Владислав раскинул руки:
— Мой милый. Не осуждай! Не смотри на меня так.
— Жалею тебя. Пропадешь.
— Ну что же. Знать, судьба. Приходи, прогуляемся по городу. После девяти я свою тетку отправлю. Не осуждай.
— Не пей много. Ты уже хорош.
— И ты тоже.
Егора потянуло к гостье. Надолго он бросил ее одну. Теперь наговорится с ней, что-то пришла такая охота, Но он дал себе слово, что будет вести себя без притязаний, зачем ему эти глупости с всегда одним и тем же концом?

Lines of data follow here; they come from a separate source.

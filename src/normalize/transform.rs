#![forbid(unsafe_code)]

//! Per-codepoint transliteration
//!
//! A [`CodepointTransform`] shifts every codepoint inside a target block by a
//! fixed delta, except for an exclusion set. An optional override table
//! redirects individual codepoints (inside or outside the block) to explicit
//! targets before the shift is considered.

use crate::codepoints::{codepoints_to_text, text_to_codepoints};
use crate::types::CodepointRange;
use std::collections::{BTreeMap, BTreeSet};

/// Distance from a Katakana letter to its Hiragana counterpart (`あ` − `ア`)
pub const KATAKANA_TO_HIRAGANA_DELTA: i32 = 0x3042 - 0x30A2;

/// Distance from an ASCII character to its fullwidth form (`Ａ` − `A`)
pub const FULLWIDTH_DELTA: i32 = 0xFF21 - 0x0041;

/// Katakana with no letter-for-letter Hiragana counterpart
///
/// The double hyphen, the voiced wa/wi/we/wo, the middle dot, the prolonged
/// sound mark and the digraph koto.
pub const KATAKANA_EXCLUSIONS: [u32; 8] = [
    0x30A0, 0x30F7, 0x30F8, 0x30F9, 0x30FA, 0x30FB, 0x30FC, 0x30FF,
];

/// Hiragana with no letter-for-letter Katakana counterpart
///
/// The unassigned U+3040, the small ka/ke, the sound marks and the digraph
/// yori.
pub const HIRAGANA_EXCLUSIONS: [u32; 8] = [
    0x3040, 0x3097, 0x3098, 0x3099, 0x309A, 0x309B, 0x309C, 0x309F,
];

/// Latin-1 and box-drawing symbols whose fullwidth forms are not at +0xFEE0
pub const FULLWIDTH_OVERRIDES: [(u32, u32); 9] = [
    (0x00B7, 0xFF65), // middle dot → halfwidth katakana middle dot
    (0x00A2, 0xFFE0), // cent
    (0x00A3, 0xFFE1), // pound
    (0x00AC, 0xFFE2), // not sign
    (0x00AF, 0xFFE3), // macron
    (0x00A6, 0xFFE4), // broken bar
    (0x00A5, 0xFFE5), // yen
    (0x20A9, 0xFFE6), // won
    (0x2502, 0xFFE8), // light vertical
];

/// A block shift with exclusions and explicit overrides
#[derive(Debug, Clone, PartialEq, Eq)]
pub struct CodepointTransform {
    block: CodepointRange,
    delta: i32,
    exclusions: BTreeSet<u32>,
    overrides: BTreeMap<u32, u32>,
}

impl CodepointTransform {
    /// A transform that shifts every codepoint of `block` by `delta`
    pub fn new(block: CodepointRange, delta: i32) -> Self {
        Self {
            block,
            delta,
            exclusions: BTreeSet::new(),
            overrides: BTreeMap::new(),
        }
    }

    /// The transform that leaves every codepoint unchanged
    pub fn identity() -> Self {
        Self::new(CodepointRange::BASIC_LATIN, 0)
    }

    /// Katakana → Hiragana
    pub fn katakana_to_hiragana() -> Self {
        Self::new(CodepointRange::KATAKANA, KATAKANA_TO_HIRAGANA_DELTA)
            .with_exclusions(KATAKANA_EXCLUSIONS)
    }

    /// Hiragana → Katakana
    pub fn hiragana_to_katakana() -> Self {
        Self::new(CodepointRange::HIRAGANA, -KATAKANA_TO_HIRAGANA_DELTA)
            .with_exclusions(HIRAGANA_EXCLUSIONS)
    }

    /// Printable ASCII → fullwidth forms
    ///
    /// Space, the C0 controls and DEL stay put; the symbols in
    /// [`FULLWIDTH_OVERRIDES`] go to their dedicated compatibility forms.
    pub fn latin_to_fullwidth() -> Self {
        Self::new(CodepointRange::BASIC_LATIN, FULLWIDTH_DELTA)
            .with_exclusions(0x00..=0x20)
            .with_exclusions([0x7F])
            .with_overrides(FULLWIDTH_OVERRIDES)
    }

    /// Adds codepoints that must pass through unchanged
    pub fn with_exclusions(mut self, codepoints: impl IntoIterator<Item = u32>) -> Self {
        self.exclusions.extend(codepoints);
        self
    }

    /// Adds explicit source → target mappings
    pub fn with_overrides(mut self, pairs: impl IntoIterator<Item = (u32, u32)>) -> Self {
        self.overrides.extend(pairs);
        self
    }

    pub fn block(&self) -> CodepointRange {
        self.block
    }

    pub fn delta(&self) -> i32 {
        self.delta
    }

    pub fn exclusions(&self) -> &BTreeSet<u32> {
        &self.exclusions
    }

    pub fn overrides(&self) -> &BTreeMap<u32, u32> {
        &self.overrides
    }

    /// Returns true if no codepoint is ever changed
    pub fn is_identity(&self) -> bool {
        self.delta == 0 && self.overrides.iter().all(|(from, to)| from == to)
    }

    /// Maps one codepoint
    ///
    /// The result may fall outside the valid codepoint space; callers going
    /// back to text drop such values.
    pub fn apply(&self, codepoint: u32) -> u32 {
        if let Some(&target) = self.overrides.get(&codepoint) {
            return target;
        }
        if self.block.contains(codepoint) && !self.exclusions.contains(&codepoint) {
            return codepoint.saturating_add_signed(self.delta);
        }
        codepoint
    }

    /// Maps every codepoint of `text`, dropping any that become invalid
    pub fn apply_text(&self, text: &str) -> String {
        if self.is_identity() {
            return text.to_string();
        }
        let mapped: Vec<u32> = text_to_codepoints(text)
            .into_iter()
            .map(|codepoint| self.apply(codepoint))
            .collect();
        codepoints_to_text(&mapped)
    }

    /// The transform going the other way
    ///
    /// The block and the exclusions move by the delta, the delta is negated,
    /// and the override table is reversed.
    pub fn inverse(&self) -> Self {
        Self {
            block: self.block.shifted(self.delta),
            delta: -self.delta,
            exclusions: self
                .exclusions
                .iter()
                .map(|codepoint| codepoint.saturating_add_signed(self.delta))
                .collect(),
            overrides: self.overrides.iter().map(|(&from, &to)| (to, from)).collect(),
        }
    }
}

impl Default for CodepointTransform {
    fn default() -> Self {
        Self::identity()
    }
}
//! Opponent capability and wrappers
//!
//! A game result does not care whether its sides are plain players or the
//! winners of other games. Both are reached through [`ProvidesOpponent`].

use serde::{Deserialize, Serialize};
use std::sync::Arc;

/// Anything that can stand in for an opponent of type `O`
pub trait ProvidesOpponent<O>: Send + Sync {
    /// The underlying opponent, or `None` if it is not known yet
    fn opponent(&self) -> Option<&O>;
}

/// Wraps a plain opponent value so it can be used as a provider
#[derive(Debug, Clone, PartialEq, Eq, Hash, Serialize, Deserialize)]
pub struct IsOpponent<O>(O);

impl<O> IsOpponent<O> {
    pub fn new(opponent: O) -> Self {
        Self(opponent)
    }

    pub fn into_inner(self) -> O {
        self.0
    }
}

impl<O: Send + Sync> ProvidesOpponent<O> for IsOpponent<O> {
    fn opponent(&self) -> Option<&O> {
        Some(&self.0)
    }
}

/// Content of one side of a game: an owned opponent or a shared provider
pub enum OpponentSlot<O> {
    Value(O),
    Provider(Arc<dyn ProvidesOpponent<O>>),
}

impl<O> OpponentSlot<O> {
    pub fn provider(provider: Arc<dyn ProvidesOpponent<O>>) -> Self {
        OpponentSlot::Provider(provider)
    }

    /// Resolve the slot down to the opponent value
    pub fn opponent(&self) -> Option<&O> {
        match self {
            OpponentSlot::Value(opponent) => Some(opponent),
            OpponentSlot::Provider(provider) => provider.opponent(),
        }
    }
}

impl<O> From<O> for OpponentSlot<O> {
    fn from(opponent: O) -> Self {
        OpponentSlot::Value(opponent)
    }
}

impl<O: Clone> Clone for OpponentSlot<O> {
    fn clone(&self) -> Self {
        match self {
            OpponentSlot::Value(opponent) => OpponentSlot::Value(opponent.clone()),
            OpponentSlot::Provider(provider) => OpponentSlot::Provider(Arc::clone(provider)),
        }
    }
}

impl<O: std::fmt::Debug> std::fmt::Debug for OpponentSlot<O> {
    fn fmt(&self, f: &mut std::fmt::Formatter<'_>) -> std::fmt::Result {
        match self {
            OpponentSlot::Value(opponent) => f.debug_tuple("Value").field(opponent).finish(),
            OpponentSlot::Provider(provider) => f
                .debug_tuple("Provider")
                .field(&provider.opponent())
                .finish(),
        }
    }
}

#[cfg(test)]
mod tests {
    use super::*;

    #[test]
    fn test_is_opponent_returns_value_unchanged() {
        let wrapped = IsOpponent::new("player".to_string());
        assert_eq!(wrapped.opponent(), Some(&"player".to_string()));
        assert_eq!(wrapped.into_inner(), "player");
    }

    #[test]
    fn test_slot_delegates_to_provider() {
        let provider: Arc<dyn ProvidesOpponent<u32>> = Arc::new(IsOpponent::new(7));
        let slot = OpponentSlot::provider(provider);
        assert_eq!(slot.opponent(), Some(&7));

        let value: OpponentSlot<u32> = 9.into();
        assert_eq!(value.opponent(), Some(&9));
    }

    #[test]
    fn test_cloned_provider_slot_shares_provider() {
        let provider: Arc<dyn ProvidesOpponent<u32>> = Arc::new(IsOpponent::new(3));
        let slot = OpponentSlot::provider(Arc::clone(&provider));
        let copy = slot.clone();

        assert_eq!(copy.opponent(), Some(&3));
        assert_eq!(Arc::strong_count(&provider), 3);
    }
}
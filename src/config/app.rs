//! Main application configuration
//!
//! This module defines the top level configuration of the `ttlive` tool,
//! including environment variable overrides, TOML files and validation.

use crate::config::rating::RatingSettings;
use crate::error::{LeagueError, Result};
use crate::team_match::TeamMatchSystem;
use anyhow::Context;
use serde::{Deserialize, Serialize};
use std::env;
use std::path::Path;

/// Main application configuration
#[derive(Debug, Clone, Default, PartialEq, Serialize, Deserialize)]
#[serde(default)]
pub struct AppConfig {
    pub log: LogSettings,
    pub rating: RatingSettings,
    pub team_match: TeamMatchSettings,
}

/// Logging settings
#[derive(Debug, Clone, PartialEq, Serialize, Deserialize)]
#[serde(default)]
pub struct LogSettings {
    /// Log level (trace, debug, info, warn, error)
    pub level: String,
}

/// Team match settings
#[derive(Debug, Clone, PartialEq, Serialize, Deserialize)]
#[serde(default)]
pub struct TeamMatchSettings {
    /// System used when none is given explicitly
    pub default_system: String,
}

impl Default for LogSettings {
    fn default() -> Self {
        Self {
            level: "info".to_string(),
        }
    }
}

impl Default for TeamMatchSettings {
    fn default() -> Self {
        Self {
            default_system: TeamMatchSystem::WERNER_SCHEFFLER.name().to_string(),
        }
    }
}

fn invalid(message: String) -> anyhow::Error {
    LeagueError::ConfigurationError { message }.into()
}

impl AppConfig {
    /// Load configuration from environment variables with fallback to defaults
    pub fn from_env() -> Result<Self> {
        let config = Self::load(None)?;
        validate_config(&config)?;
        Ok(config)
    }

    /// Load configuration from a TOML file, then apply environment overrides
    pub fn from_file(path: &Path) -> Result<Self> {
        let config = Self::load(Some(path))?;
        validate_config(&config)?;
        Ok(config)
    }

    /// Parse configuration from TOML text, missing keys take their defaults
    pub fn from_toml(content: &str) -> Result<Self> {
        let config = Self::parse_toml(content)?;
        validate_config(&config)?;
        Ok(config)
    }

    /// Read the optional file and the environment without validating
    ///
    /// Callers that apply further overrides (e.g. command line flags) run
    /// [`validate_config`] once they are done.
    pub fn load(path: Option<&Path>) -> Result<Self> {
        let mut config = match path {
            Some(path) => {
                let content = std::fs::read_to_string(path)
                    .with_context(|| format!("Failed to read config file {}", path.display()))?;
                Self::parse_toml(&content)?
            }
            None => Self::default(),
        };
        config.apply_env()?;
        Ok(config)
    }

    fn parse_toml(content: &str) -> Result<Self> {
        toml::from_str(content).map_err(|e| invalid(format!("Invalid TOML: {}", e)))
    }

    fn apply_env(&mut self) -> Result<()> {
        if let Ok(level) = env::var("TTLIVE_LOG_LEVEL") {
            self.log.level = level;
        }
        if let Ok(constant) = env::var("TTLIVE_CHANGE_CONSTANT") {
            self.rating.change_constant = constant.parse().map_err(|_| {
                invalid(format!("Invalid TTLIVE_CHANGE_CONSTANT value: {}", constant))
            })?;
        }
        if let Ok(scale) = env::var("TTLIVE_RATING_SCALE") {
            self.rating.rating_scale = scale
                .parse()
                .map_err(|_| invalid(format!("Invalid TTLIVE_RATING_SCALE value: {}", scale)))?;
        }
        if let Ok(system) = env::var("TTLIVE_DEFAULT_SYSTEM") {
            self.team_match.default_system = system;
        }
        Ok(())
    }

    /// The configured default team match system
    pub fn default_system(&self) -> Result<&'static TeamMatchSystem> {
        TeamMatchSystem::by_name(&self.team_match.default_system)
    }
}

/// Validate configuration values
pub fn validate_config(config: &AppConfig) -> Result<()> {
    match config.log.level.to_lowercase().as_str() {
        "trace" | "debug" | "info" | "warn" | "error" => {}
        _ => return Err(invalid(format!("Invalid log level: {}", config.log.level))),
    }

    config.rating.validate()?;
    config.default_system()?;

    Ok(())
}
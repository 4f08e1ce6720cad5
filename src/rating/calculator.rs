//! Live rating (LivePZ) calculation
//!
//! The expected score of side A is `1 / (1 + log10((points_b - points_a) / 150))`.
//! This is not the exponential Elo curve; rating histories depend on the exact
//! numbers, so the formula is reproduced as is and inputs outside its domain
//! are rejected instead of being patched up.

use crate::config::RatingSettings;
use crate::error::{LeagueError, Result};
use crate::events::ListenerList;
use crate::game::{GameResult, Slot};
use crate::types::{Event, Player, RatingAdjustment};
use std::sync::Arc;
use tracing::{debug, warn};

/// Receiver of rating notifications
pub trait RatingListener: Send + Sync {
    /// A new rated event (e.g. a team match) has started
    fn on_start_event(&self, event: &dyn Event);

    /// A rating adjustment has been computed
    fn on_adjust_rating(&self, adjustment: &RatingAdjustment);
}

/// Rating change of side A for one game, using the standard scale of 150
///
/// # Errors
/// [`LeagueError::InvalidPointDifference`] if `points_b - points_a <= 0`,
/// [`LeagueError::NonFiniteExpectation`] if the expected score is not finite and
/// [`LeagueError::ChangeOutOfRange`] if the rounded change does not fit an `i32`.
pub fn calculate_change(
    change_constant: i32,
    points_a: i32,
    points_b: i32,
    has_won: bool,
) -> Result<i32> {
    calculate_change_scaled(
        change_constant,
        points_a,
        points_b,
        has_won,
        RatingSettings::default().rating_scale,
    )
}

fn calculate_change_scaled(
    change_constant: i32,
    points_a: i32,
    points_b: i32,
    has_won: bool,
    scale: f64,
) -> Result<i32> {
    let point_diff = f64::from(points_b) - f64::from(points_a);
    if point_diff <= 0.0 {
        warn!(
            "Point difference {} - {} is outside the rating formula domain",
            points_b, points_a
        );
        return Err(LeagueError::InvalidPointDifference { points_a, points_b }.into());
    }

    // the formula has a pole where log10 reaches -1 (point_diff == scale / 10)
    let denominator = 1.0 + (point_diff / scale).log10();
    let expected = 1.0 / denominator;
    if denominator.abs() < f64::EPSILON || !expected.is_finite() {
        warn!(
            "Expected score for {} vs {} is not finite",
            points_a, points_b
        );
        return Err(LeagueError::NonFiniteExpectation { points_a, points_b }.into());
    }

    let actual = if has_won { 1.0 } else { 0.0 };
    let change = f64::from(change_constant) * (actual - expected);

    // round half up, so -2.5 becomes -2
    let rounded = (change + 0.5).floor();
    if !(f64::from(i32::MIN)..=f64::from(i32::MAX)).contains(&rounded) {
        warn!(
            "Rating change {} for {} vs {} does not fit the point range",
            rounded, points_a, points_b
        );
        return Err(LeagueError::ChangeOutOfRange { points_a, points_b }.into());
    }

    Ok(rounded as i32)
}

/// Computes rating changes and reports them to registered listeners
#[derive(Debug, Default)]
pub struct LivePzCalculator {
    settings: RatingSettings,
    listeners: ListenerList<dyn RatingListener>,
}

impl LivePzCalculator {
    /// Create a calculator with the default change constant and scale
    pub fn new() -> Self {
        Self::default()
    }

    pub fn with_settings(settings: RatingSettings) -> Result<Self> {
        settings.validate()?;

        Ok(Self {
            settings,
            listeners: ListenerList::new(),
        })
    }

    pub fn settings(&self) -> &RatingSettings {
        &self.settings
    }

    pub fn add_listener(&self, listener: Arc<dyn RatingListener>) {
        self.listeners.add(listener);
    }

    pub fn remove_listener(&self, listener: &Arc<dyn RatingListener>) -> bool {
        self.listeners.remove(listener)
    }

    pub fn clear_listeners(&self) {
        self.listeners.clear();
    }

    /// Rating change of side A with the configured change constant and scale
    pub fn calculate_change(&self, points_a: i32, points_b: i32, has_won: bool) -> Result<i32> {
        calculate_change_scaled(
            self.settings.change_constant,
            points_a,
            points_b,
            has_won,
            self.settings.rating_scale,
        )
    }

    /// Announce the start of a rated event to all listeners
    pub fn start_event(&self, event: &dyn Event) {
        debug!("Starting rated event {}", event.name());
        self.listeners.notify(event, |listener, event| listener.on_start_event(event));
    }

    /// Report a computed adjustment to all listeners
    pub fn set_adjustment(&self, adjustment: &RatingAdjustment) {
        debug!(
            "Rating adjustment for player {}: {} -> {}",
            adjustment.player_id,
            adjustment.points_before,
            adjustment.points_after()
        );
        self.listeners
            .notify(adjustment, |listener, adjustment| listener.on_adjust_rating(adjustment));
    }

    /// Rate a single game from side A's perspective
    ///
    /// Returns `Ok(None)` while the game is undetermined or an opponent cannot
    /// be resolved yet. Otherwise the adjustment is reported to the listeners
    /// and returned.
    pub fn rate_game(
        &self,
        result: &GameResult<Player>,
        points_a: i32,
        points_b: i32,
    ) -> Result<Option<RatingAdjustment>> {
        if !result.is_finished() {
            debug!("Skipping undetermined game");
            return Ok(None);
        }

        let (player, opponent) = match (
            result.opponent_at(Slot::PlayerA),
            result.opponent_at(Slot::PlayerB),
        ) {
            (Some(player), Some(opponent)) => (player, opponent),
            _ => {
                debug!("Skipping game with unresolved opponents");
                return Ok(None);
            }
        };

        let won = result.has_won_a();
        let change = self.calculate_change(points_a, points_b, won)?;

        let adjustment = RatingAdjustment {
            player_id: player.player_id,
            opponent_id: opponent.player_id,
            result: result.text().to_string(),
            points_before: points_a,
            opponent_points: points_b,
            won,
            change,
        };
        self.set_adjustment(&adjustment);

        Ok(Some(adjustment))
    }
}
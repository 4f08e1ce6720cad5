//! Test fixtures and recording listeners for integration testing

use chrono::{TimeZone, Utc};
use std::sync::{Arc, Mutex};
use ttlive_core::rating::RatingListener;
use ttlive_core::team_match::Lineup;
use ttlive_core::types::{Event, Player, RatingAdjustment, TeamMatchEvent};

/// Notification captured by [`RecordingListener`]
#[derive(Debug, Clone, PartialEq)]
pub enum Notification {
    EventStarted(String),
    Adjusted(RatingAdjustment),
}

/// Rating listener that captures every notification for later inspection
#[derive(Debug, Default)]
pub struct RecordingListener {
    notifications: Arc<Mutex<Vec<Notification>>>,
}

impl RecordingListener {
    pub fn new() -> Self {
        Self::default()
    }

    /// Get all notifications (for testing)
    pub fn notifications(&self) -> Vec<Notification> {
        self.notifications
            .lock()
            .map(|notifications| notifications.clone())
            .unwrap_or_default()
    }

    pub fn adjustments(&self) -> Vec<RatingAdjustment> {
        self.notifications()
            .into_iter()
            .filter_map(|notification| match notification {
                Notification::Adjusted(adjustment) => Some(adjustment),
                Notification::EventStarted(_) => None,
            })
            .collect()
    }

    pub fn count(&self) -> usize {
        self.notifications().len()
    }
}

impl RatingListener for RecordingListener {
    fn on_start_event(&self, event: &dyn Event) {
        if let Ok(mut notifications) = self.notifications.lock() {
            notifications.push(Notification::EventStarted(event.name()));
        }
    }

    fn on_adjust_rating(&self, adjustment: &RatingAdjustment) {
        if let Ok(mut notifications) = self.notifications.lock() {
            notifications.push(Notification::Adjusted(adjustment.clone()));
        }
    }
}

pub fn team_match_event() -> TeamMatchEvent {
    TeamMatchEvent {
        league: "Bezirksoberliga".to_string(),
        team_a: "TTC Blau-Weiss".to_string(),
        team_b: "SV Rot".to_string(),
        date: Utc.with_ymd_and_hms(2014, 2, 15, 18, 0, 0).unwrap(),
    }
}

/// Lineup with players numbered from `first_id`; doubles pair neighbours
pub fn lineup(first_id: u32, singles: usize, doubles: usize) -> Lineup<Player, (Player, Player)> {
    let players: Vec<Player> = (0..singles as u32)
        .map(|i| Player::new(first_id + i, "Player", &format!("P{}", first_id + i)))
        .collect();
    let pairs = (0..doubles)
        .map(|i| (players[2 * i].clone(), players[2 * i + 1].clone()))
        .collect();
    Lineup::new(players, pairs)
}
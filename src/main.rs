//! Command line entry point for the TTLive core
//!
//! Lists the team match systems, prints their fixture tables, scores a team
//! match from result tokens and computes single rating changes.

use anyhow::Result;
use clap::{Parser, Subcommand};
use std::path::PathBuf;
use tracing::{debug, info};
use ttlive_core::config::AppConfig;
use ttlive_core::rating::LivePzCalculator;
use ttlive_core::team_match::{TeamMatchSheet, TeamMatchSystem};

/// TTLive - table tennis team match and live rating tool
#[derive(Parser)]
#[command(name = "ttlive", version, about)]
struct Args {
    /// Configuration file path
    #[arg(
        short,
        long,
        value_name = "FILE",
        global = true,
        help = "Path to configuration file (TOML format)"
    )]
    config: Option<PathBuf>,

    /// Log level override
    #[arg(
        short,
        long,
        value_name = "LEVEL",
        global = true,
        help = "Override log level (trace, debug, info, warn, error)"
    )]
    log_level: Option<String>,

    #[command(subcommand)]
    command: Command,
}

#[derive(Subcommand)]
enum Command {
    /// List the known team match systems
    Systems,

    /// Print the ordered games of a team match system
    Fixtures {
        /// System name, defaults to the configured system
        system: Option<String>,

        /// Print JSON instead of a table
        #[arg(long)]
        json: bool,
    },

    /// Score a team match from one result token per game (+ or -)
    Score {
        /// System name, defaults to the configured system
        #[arg(short, long)]
        system: Option<String>,

        #[arg(required = true, allow_hyphen_values = true)]
        tokens: Vec<String>,
    },

    /// Compute the rating change of side A for a single game
    Change {
        #[arg(long)]
        points_a: i32,

        #[arg(long)]
        points_b: i32,

        /// Side A won the game
        #[arg(long)]
        won: bool,

        /// Change constant override
        #[arg(short, long)]
        k: Option<i32>,
    },
}

/// Initialize structured logging with the configured level
fn init_logging(log_level: &str) -> Result<()> {
    let subscriber = tracing_subscriber::fmt()
        .with_env_filter(
            tracing_subscriber::EnvFilter::try_from_default_env()
                .unwrap_or_else(|_| log_level.into()),
        )
        .with_writer(std::io::stderr)
        .with_target(false)
        .with_thread_ids(true)
        .with_line_number(true)
        .finish();

    tracing::subscriber::set_global_default(subscriber)
        .map_err(|e| anyhow::anyhow!("Failed to initialize logging: {}", e))?;

    Ok(())
}

/// Load and merge configuration from file, environment and CLI arguments
///
/// Validation runs once all overrides are applied.
fn load_config(args: &Args) -> Result<AppConfig> {
    let mut config = AppConfig::load(args.config.as_deref())?;

    if let Some(log_level) = &args.log_level {
        config.log.level = log_level.clone();
    }

    ttlive_core::config::validate_config(&config)?;
    Ok(config)
}

fn resolve_system(config: &AppConfig, name: Option<&str>) -> Result<&'static TeamMatchSystem> {
    match name {
        Some(name) => TeamMatchSystem::by_name(name),
        None => config.default_system(),
    }
}

fn print_fixtures(system: &TeamMatchSystem, json: bool) -> Result<()> {
    if json {
        let fixtures: Vec<_> = system.fixtures().collect();
        println!("{}", serde_json::to_string_pretty(&fixtures)?);
        return Ok(());
    }

    println!(
        "{} ({} doubles, {} singles)",
        system,
        system.count_double_opponents(),
        system.count_single_opponents()
    );
    for fixture in system.fixtures() {
        let combination = fixture.combination;
        println!(
            "{:>3}  {:<6}  {} - {}",
            fixture.number,
            combination.match_type,
            combination.opponent_index_a,
            combination.opponent_index_b
        );
    }
    Ok(())
}

fn run(command: Command, config: &AppConfig) -> Result<()> {
    match command {
        Command::Systems => {
            for system in TeamMatchSystem::ALL {
                println!("{:<20} {:>2} games", system.name(), system.count_matches());
            }
        }
        Command::Fixtures { system, json } => {
            let system = resolve_system(config, system.as_deref())?;
            print_fixtures(system, json)?;
        }
        Command::Score { system, tokens } => {
            let system = resolve_system(config, system.as_deref())?;
            let sheet: TeamMatchSheet<()> =
                TeamMatchSheet::parse_tokens(system, tokens.iter().map(String::as_str))?;
            let (a, b) = sheet.score();
            debug!("Recorded {} of {} games", sheet.results().len(), system.count_matches());
            if sheet.is_complete() {
                println!("{}:{}", a, b);
            } else {
                let open = system.count_matches() - sheet.results().len();
                println!("{}:{} ({} games open)", a, b, open);
            }
        }
        Command::Change {
            points_a,
            points_b,
            won,
            k,
        } => {
            let mut settings = config.rating.clone();
            if let Some(k) = k {
                settings.change_constant = k;
            }
            let calculator = LivePzCalculator::with_settings(settings)?;
            let change = calculator.calculate_change(points_a, points_b, won)?;
            info!("Change for {} vs {}: {}", points_a, points_b, change);
            println!("{:+}", change);
        }
    }
    Ok(())
}

fn main() -> Result<()> {
    let args = Args::parse();

    let config = load_config(&args).unwrap_or_else(|e| {
        eprintln!("{:#}", e);
        std::process::exit(1);
    });

    if let Err(e) = init_logging(&config.log.level) {
        eprintln!("Failed to initialize logging: {}", e);
        std::process::exit(1);
    }

    run(args.command, &config)
}
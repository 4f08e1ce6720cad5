//! Thread safe list of event listeners
//!
//! Every mutation and every snapshot takes the same lock, but listeners are
//! always called on a snapshot with the lock released. A listener may add or
//! remove listeners (itself included) while being notified; the change only
//! affects later notifications.

use std::sync::{Arc, Mutex, MutexGuard, PoisonError};
use tracing::trace;

/// Registry of listeners of type `L`, shared by reference
pub struct ListenerList<L: ?Sized> {
    listeners: Mutex<Vec<Arc<L>>>,
}

impl<L: ?Sized> ListenerList<L> {
    pub fn new() -> Self {
        Self {
            listeners: Mutex::new(Vec::new()),
        }
    }

    // Every critical section is a single Vec operation, so the list stays
    // consistent even if a thread panicked while holding the lock.
    fn lock(&self) -> MutexGuard<'_, Vec<Arc<L>>> {
        self.listeners.lock().unwrap_or_else(PoisonError::into_inner)
    }

    pub fn add(&self, listener: Arc<L>) {
        self.lock().push(listener);
    }

    /// Remove the first registration of `listener`, compared by identity
    ///
    /// Returns whether a registration was found.
    pub fn remove(&self, listener: &Arc<L>) -> bool {
        let mut listeners = self.lock();
        match listeners.iter().position(|l| Arc::ptr_eq(l, listener)) {
            Some(index) => {
                listeners.remove(index);
                true
            }
            None => false,
        }
    }

    pub fn clear(&self) {
        self.lock().clear();
    }

    pub fn len(&self) -> usize {
        self.lock().len()
    }

    pub fn is_empty(&self) -> bool {
        self.lock().is_empty()
    }

    /// Copy of the current registrations in registration order
    pub fn snapshot(&self) -> Vec<Arc<L>> {
        self.lock().clone()
    }

    /// Call `dispatch` once for every listener registered right now
    ///
    /// The dispatch function picks the callback to invoke, so one list serves
    /// any number of event kinds.
    pub fn notify<E: ?Sized>(&self, event: &E, dispatch: impl Fn(&L, &E)) {
        let listeners = self.snapshot();
        trace!("Notifying {} listeners", listeners.len());
        for listener in &listeners {
            dispatch(&**listener, event);
        }
    }
}

impl<L: ?Sized> Default for ListenerList<L> {
    fn default() -> Self {
        Self::new()
    }
}

/// Cloning copies the current registrations into an independent list
impl<L: ?Sized> Clone for ListenerList<L> {
    fn clone(&self) -> Self {
        Self {
            listeners: Mutex::new(self.snapshot()),
        }
    }
}

impl<L: ?Sized> std::fmt::Debug for ListenerList<L> {
    fn fmt(&self, f: &mut std::fmt::Formatter<'_>) -> std::fmt::Result {
        f.debug_struct("ListenerList")
            .field("listeners", &self.len())
            .finish()
    }
}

К. сидела в кресле, спиной к двери, и не оглянулась, когда он вошел. «Знаю, знаю, что это вы», — могла бы сказать она ему. Егор поставил шампанское, прикоснулся рукой к ее плечу и, улыбкой признаваясь в хмельном грешке, заглянул ей в глаза. Она слабо, неуверенно улыбнулась ему в ответ. Она еще была ему незнакома, чужая, с тайной.